## What you need to do
Copy the records below in full, changing no character.

Items from a data source:
────────────────────────────────────────

/// Module handling the parsing of patterns and test fixtures from JSON
/// documents.
pub mod parsing {
    use super::{DateException, Pattern, WeeklyRule, DAY_SECONDS};
    use crate::model::error::CalendarError;
    use chrono::{NaiveDate, NaiveDateTime};
    use serde::{Deserialize, Serialize};

    /// One row of the `rules` fixture table.
    #[derive(Debug, Clone, Serialize, Deserialize)]
    pub struct RuleRow {
        pub pattern_id: Box<str>,
        pub day_of_week: u8,
        pub start_time: Box<str>,
        pub end_time: Box<str>,
    }

    /// One row of the `exceptions` fixture table.
    #[derive(Debug, Clone, Serialize, Deserialize)]
    pub struct ExceptionRow {
        pub pattern_id: Box<str>,
        pub exception_date: Box<str>,
        pub is_working: u8,
        #[serde(default)]
        pub start_time: Option<Box<str>>,
        #[serde(default)]
        pub end_time: Option<Box<str>>,
    }

    fn default_min_split() -> i64 {
        1
    }

    /// One row of the `expected` fixture table: a query with its literal
    /// inputs and expected outputs. Datetimes are "YYYY-MM-DD HH:MM".
    #[derive(Debug, Clone, Serialize, Deserialize)]
    #[serde(tag = "kind")]
    pub enum ExpectedRow {
        #[serde(rename = "add_units")]
        AddUnits {
            start: Box<str>,
            units: i64,
            expected: Box<str>,
        },
        #[serde(rename = "subtract_units")]
        SubtractUnits {
            end: Box<str>,
            units: i64,
            expected: Box<str>,
        },
        #[serde(rename = "working_units_between")]
        WorkingUnitsBetween {
            begin: Box<str>,
            end: Box<str>,
            expected: i64,
        },
        #[serde(rename = "find_slot")]
        FindSlot {
            operation_id: Box<str>,
            earliest_start: Box<str>,
            work_units: i64,
            #[serde(default)]
            allow_split: bool,
            #[serde(default = "default_min_split")]
            min_split: i64,
            #[serde(default)]
            deadline: Option<Box<str>>,
            expected_spans: Vec<(Box<str>, Box<str>)>,
        },
        #[serde(rename = "allocate")]
        Allocate {
            operation_id: Box<str>,
            earliest_start: Box<str>,
            work_units: i64,
            #[serde(default)]
            allow_split: bool,
            #[serde(default = "default_min_split")]
            min_split: i64,
            #[serde(default)]
            deadline: Option<Box<str>>,
            expected_spans: Vec<(Box<str>, Box<str>)>,
        },
        #[serde(rename = "infeasible")]
        Infeasible {
            operation_id: Box<str>,
            earliest_start: Box<str>,
            work_units: i64,
            #[serde(default)]
            allow_split: bool,
            #[serde(default = "default_min_split")]
            min_split: i64,
            #[serde(default)]
            deadline: Option<Box<str>>,
            reason: Box<str>,
        },
    }

    /// A canonical fixture dataset: the portability ground truth shared by
    /// every implementation of the scheduling core.
    #[derive(Debug, Clone, Serialize, Deserialize)]
    pub struct FixtureDocument {
        pub rules: Vec<RuleRow>,
        #[serde(default)]
        pub exceptions: Vec<ExceptionRow>,
        #[serde(default)]
        pub expected: Vec<ExpectedRow>,
    }

    impl FixtureDocument {
        pub fn load_from_json(json: &str) -> Result<FixtureDocument, serde_json::Error> {
            serde_json::from_str(json)
        }
        pub fn load_from_file(path: &str) -> Result<FixtureDocument, serde_json::Error> {
            let json = std::fs::read_to_string(path).expect("Failed to read fixture file");
            Self::load_from_json(&json)
        }
    }

    impl Pattern {
        /// Builds the pattern named `pattern_id` from fixture rows, ignoring
        /// rows that belong to other patterns.
        pub fn from_rows(
            pattern_id: &str,
            rules: &[RuleRow],
            exceptions: &[ExceptionRow],
        ) -> Result<Pattern, CalendarError> {
            let mut weekly = Vec::new();
            for row in rules.iter().filter(|r| &*r.pattern_id == pattern_id) {
                weekly.push(WeeklyRule::from_times(row.day_of_week, &row.start_time, &row.end_time)?);
            }
            let mut dated = Vec::new();
            for row in exceptions.iter().filter(|r| &*r.pattern_id == pattern_id) {
                let date = parse_date(&row.exception_date)?;
                let window = match (&row.start_time, &row.end_time) {
                    (Some(start), Some(end)) => Some((parse_time_of_day(start)?, parse_time_of_day(end)?)),
                    (None, None) => None,
                    _ => {
                        return Err(CalendarError::InvalidException {
                            date,
                            reason: "a window needs both start_time and end_time".into(),
                        });
                    }
                };
                dated.push(DateException {
                    date,
                    working: row.is_working != 0,
                    window,
                });
            }
            Pattern::new(pattern_id, weekly, dated)
        }
    }

    /// Parses a "HH:MM" time of day into seconds since midnight. "24:00" is
    /// accepted as the end-of-day bound.
    pub fn parse_time_of_day(time_str: &str) -> Result<i64, CalendarError> {
        let invalid = || CalendarError::InvalidArgument(format!("invalid time of day '{}', expected HH:MM", time_str).into());
        let (hours_str, minutes_str) = time_str.split_once(':').ok_or_else(invalid)?;
        let hours = hours_str.parse::<i64>().map_err(|_| invalid())?;
        let minutes = minutes_str.parse::<i64>().map_err(|_| invalid())?;
        if !(0..=24).contains(&hours) || !(0..=59).contains(&minutes) || (hours == 24 && minutes != 0) {
            return Err(invalid());
        }
        let seconds = hours * 3600 + minutes * 60;
        debug_assert!(seconds <= DAY_SECONDS);
        Ok(seconds)
    }

    /// Parses a "YYYY-MM-DD" date.
    pub fn parse_date(date_str: &str) -> Result<NaiveDate, CalendarError> {
        NaiveDate::parse_from_str(date_str, "%Y-%m-%d")
            .map_err(|e| CalendarError::InvalidArgument(format!("invalid date '{}': {}", date_str, e).into()))
    }

    /// Parses a "YYYY-MM-DD HH:MM" datetime, with seconds optional.
    pub fn parse_datetime(datetime_str: &str) -> Result<NaiveDateTime, CalendarError> {
        // Add seconds if not present
        let with_seconds = if datetime_str.len() == 16 {
            format!("{}:00", datetime_str)
        } else {
            datetime_str.to_string()
        };
        NaiveDateTime::parse_from_str(&with_seconds, "%Y-%m-%d %H:%M:%S")
            .map_err(|e| CalendarError::InvalidArgument(format!("invalid datetime '{}': {}", datetime_str, e).into()))
    }
}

────────────────────────────────────────

## Answer space
/// Module handling the parsing of patterns and test fixtures from JSON
/// documents.
pub mod parsing {
    use super::{DateException, Pattern, WeeklyRule, DAY_SECONDS};
    use crate::model::error::CalendarError;
    use chrono::{NaiveDate, NaiveDateTime};
    use serde::{Deserialize, Serialize};

    /// One row of the `rules` fixture table.
    #[derive(Debug, Clone, Serialize, Deserialize)]
    pub struct RuleRow {
        pub pattern_id: Box<str>,
        pub day_of_week: u8,
        pub start_time: Box<str>,
        pub end_time: Box<str>,
    }

    /// One row of the `exceptions` fixture table.
    #[derive(Debug, Clone, Serialize, Deserialize)]
    pub struct ExceptionRow {
        pub pattern_id: Box<str>,
        pub exception_date: Box<str>,
        pub is_working: u8,
        #[serde(default)]
        pub start_time: Option<Box<str>>,
        #[serde(default)]
        pub end_time: Option<Box<str>>,
    }

    fn default_min_split() -> i64 {
        1
    }

    /// One row of the `expected` fixture table: a query with its literal
    /// inputs and expected outputs. Datetimes are "YYYY-MM-DD HH:MM".
    #[derive(Debug, Clone, Serialize, Deserialize)]
    #[serde(tag = "kind")]
    pub enum ExpectedRow {
        #[serde(rename = "add_units")]
        AddUnits {
            start: Box<str>,
            units: i64,
            expected: Box<str>,
        },
        #[serde(rename = "subtract_units")]
        SubtractUnits {
            end: Box<str>,
            units: i64,
            expected: Box<str>,
        },
        #[serde(rename = "working_units_between")]
        WorkingUnitsBetween {
            begin: Box<str>,
            end: Box<str>,
            expected: i64,
        },
        #[serde(rename = "find_slot")]
        FindSlot {
            operation_id: Box<str>,
            earliest_start: Box<str>,
            work_units: i64,
            #[serde(default)]
            allow_split: bool,
            #[serde(default = "default_min_split")]
            min_split: i64,
            #[serde(default)]
            deadline: Option<Box<str>>,
            expected_spans: Vec<(Box<str>, Box<str>)>,
        },
        #[serde(rename = "allocate")]
        Allocate {
            operation_id: Box<str>,
            earliest_start: Box<str>,
            work_units: i64,
            #[serde(default)]
            allow_split: bool,
            #[serde(default = "default_min_split")]
            min_split: i64,
            #[serde(default)]
            deadline: Option<Box<str>>,
            expected_spans: Vec<(Box<str>, Box<str>)>,
        },
        #[serde(rename = "infeasible")]
        Infeasible {
            operation_id: Box<str>,
            earliest_start: Box<str>,
            work_units: i64,
            #[serde(default)]
            allow_split: bool,
            #[serde(default = "default_min_split")]
            min_split: i64,
            #[serde(default)]
            deadline: Option<Box<str>>,
            reason: Box<str>,
        },
    }

    /// A canonical fixture dataset: the portability ground truth shared by
    /// every implementation of the scheduling core.
    #[derive(Debug, Clone, Serialize, Deserialize)]
    pub struct FixtureDocument {
        pub rules: Vec<RuleRow>,
        #[serde(default)]
        pub exceptions: Vec<ExceptionRow>,
        #[serde(default)]
        pub expected: Vec<ExpectedRow>,
    }

    impl FixtureDocument {
        pub fn load_from_json(json: &str) -> Result<FixtureDocument, serde_json::Error> {
            serde_json::from_str(json)
        }
        pub fn load_from_file(path: &str) -> Result<FixtureDocument, serde_json::Error> {
            let json = std::fs::read_to_string(path).expect("Failed to read fixture file");
            Self::load_from_json(&json)
        }
    }

    impl Pattern {
        /// Builds the pattern named `pattern_id` from fixture rows, ignoring
        /// rows that belong to other patterns.
        pub fn from_rows(
            pattern_id: &str,
            rules: &[RuleRow],
            exceptions: &[ExceptionRow],
        ) -> Result<Pattern, CalendarError> {
            let mut weekly = Vec::new();
            for row in rules.iter().filter(|r| &*r.pattern_id == pattern_id) {
                weekly.push(WeeklyRule::from_times(row.day_of_week, &row.start_time, &row.end_time)?);
            }
            let mut dated = Vec::new();
            for row in exceptions.iter().filter(|r| &*r.pattern_id == pattern_id) {
                let date = parse_date(&row.exception_date)?;
                let window = match (&row.start_time, &row.end_time) {
                    (Some(start), Some(end)) => Some((parse_time_of_day(start)?, parse_time_of_day(end)?)),
                    (None, None) => None,
                    _ => {
                        return Err(CalendarError::InvalidException {
                            date,
                            reason: "a window needs both start_time and end_time".into(),
                        });
                    }
                };
                dated.push(DateException {
                    date,
                    working: row.is_working != 0,
                    window,
                });
            }
            Pattern::new(pattern_id, weekly, dated)
        }
    }

    /// Parses a "HH:MM" time of day into seconds since midnight. "24:00" is
    /// accepted as the end-of-day bound.
    pub fn parse_time_of_day(time_str: &str) -> Result<i64, CalendarError> {
        let invalid = || CalendarError::InvalidArgument(format!("invalid time of day '{}', expected HH:MM", time_str).into());
        let (hours_str, minutes_str) = time_str.split_once(':').ok_or_else(invalid)?;
        let hours = hours_str.parse::<i64>().map_err(|_| invalid())?;
        let minutes = minutes_str.parse::<i64>().map_err(|_| invalid())?;
        if !(0..=24).contains(&hours) || !(0..=59).contains(&minutes) || (hours == 24 && minutes != 0) {
            return Err(invalid());
        }
        let seconds = hours * 3600 + minutes * 60;
        debug_assert!(seconds <= DAY_SECONDS);
        Ok(seconds)
    }

    /// Parses a "YYYY-MM-DD" date.
    pub fn parse_date(date_str: &str) -> Result<NaiveDate, CalendarError> {
        NaiveDate::parse_from_str(date_str, "%Y-%m-%d")
            .map_err(|e| CalendarError::InvalidArgument(format!("invalid date '{}': {}", date_str, e).into()))
    }

    /// Parses a "YYYY-MM-DD HH:MM" datetime, with seconds optional.
    pub fn parse_datetime(datetime_str: &str) -> Result<NaiveDateTime, CalendarError> {
        // Add seconds if not present
        let with_seconds = if datetime_str.len() == 16 {
            format!("{}:00", datetime_str)
        } else {
            datetime_str.to_string()
        };
        NaiveDateTime::parse_from_str(&with_seconds, "%Y-%m-%d %H:%M:%S")
            .map_err(|e| CalendarError::InvalidArgument(format!("invalid datetime '{}': {}", datetime_str, e).into()))
    }
}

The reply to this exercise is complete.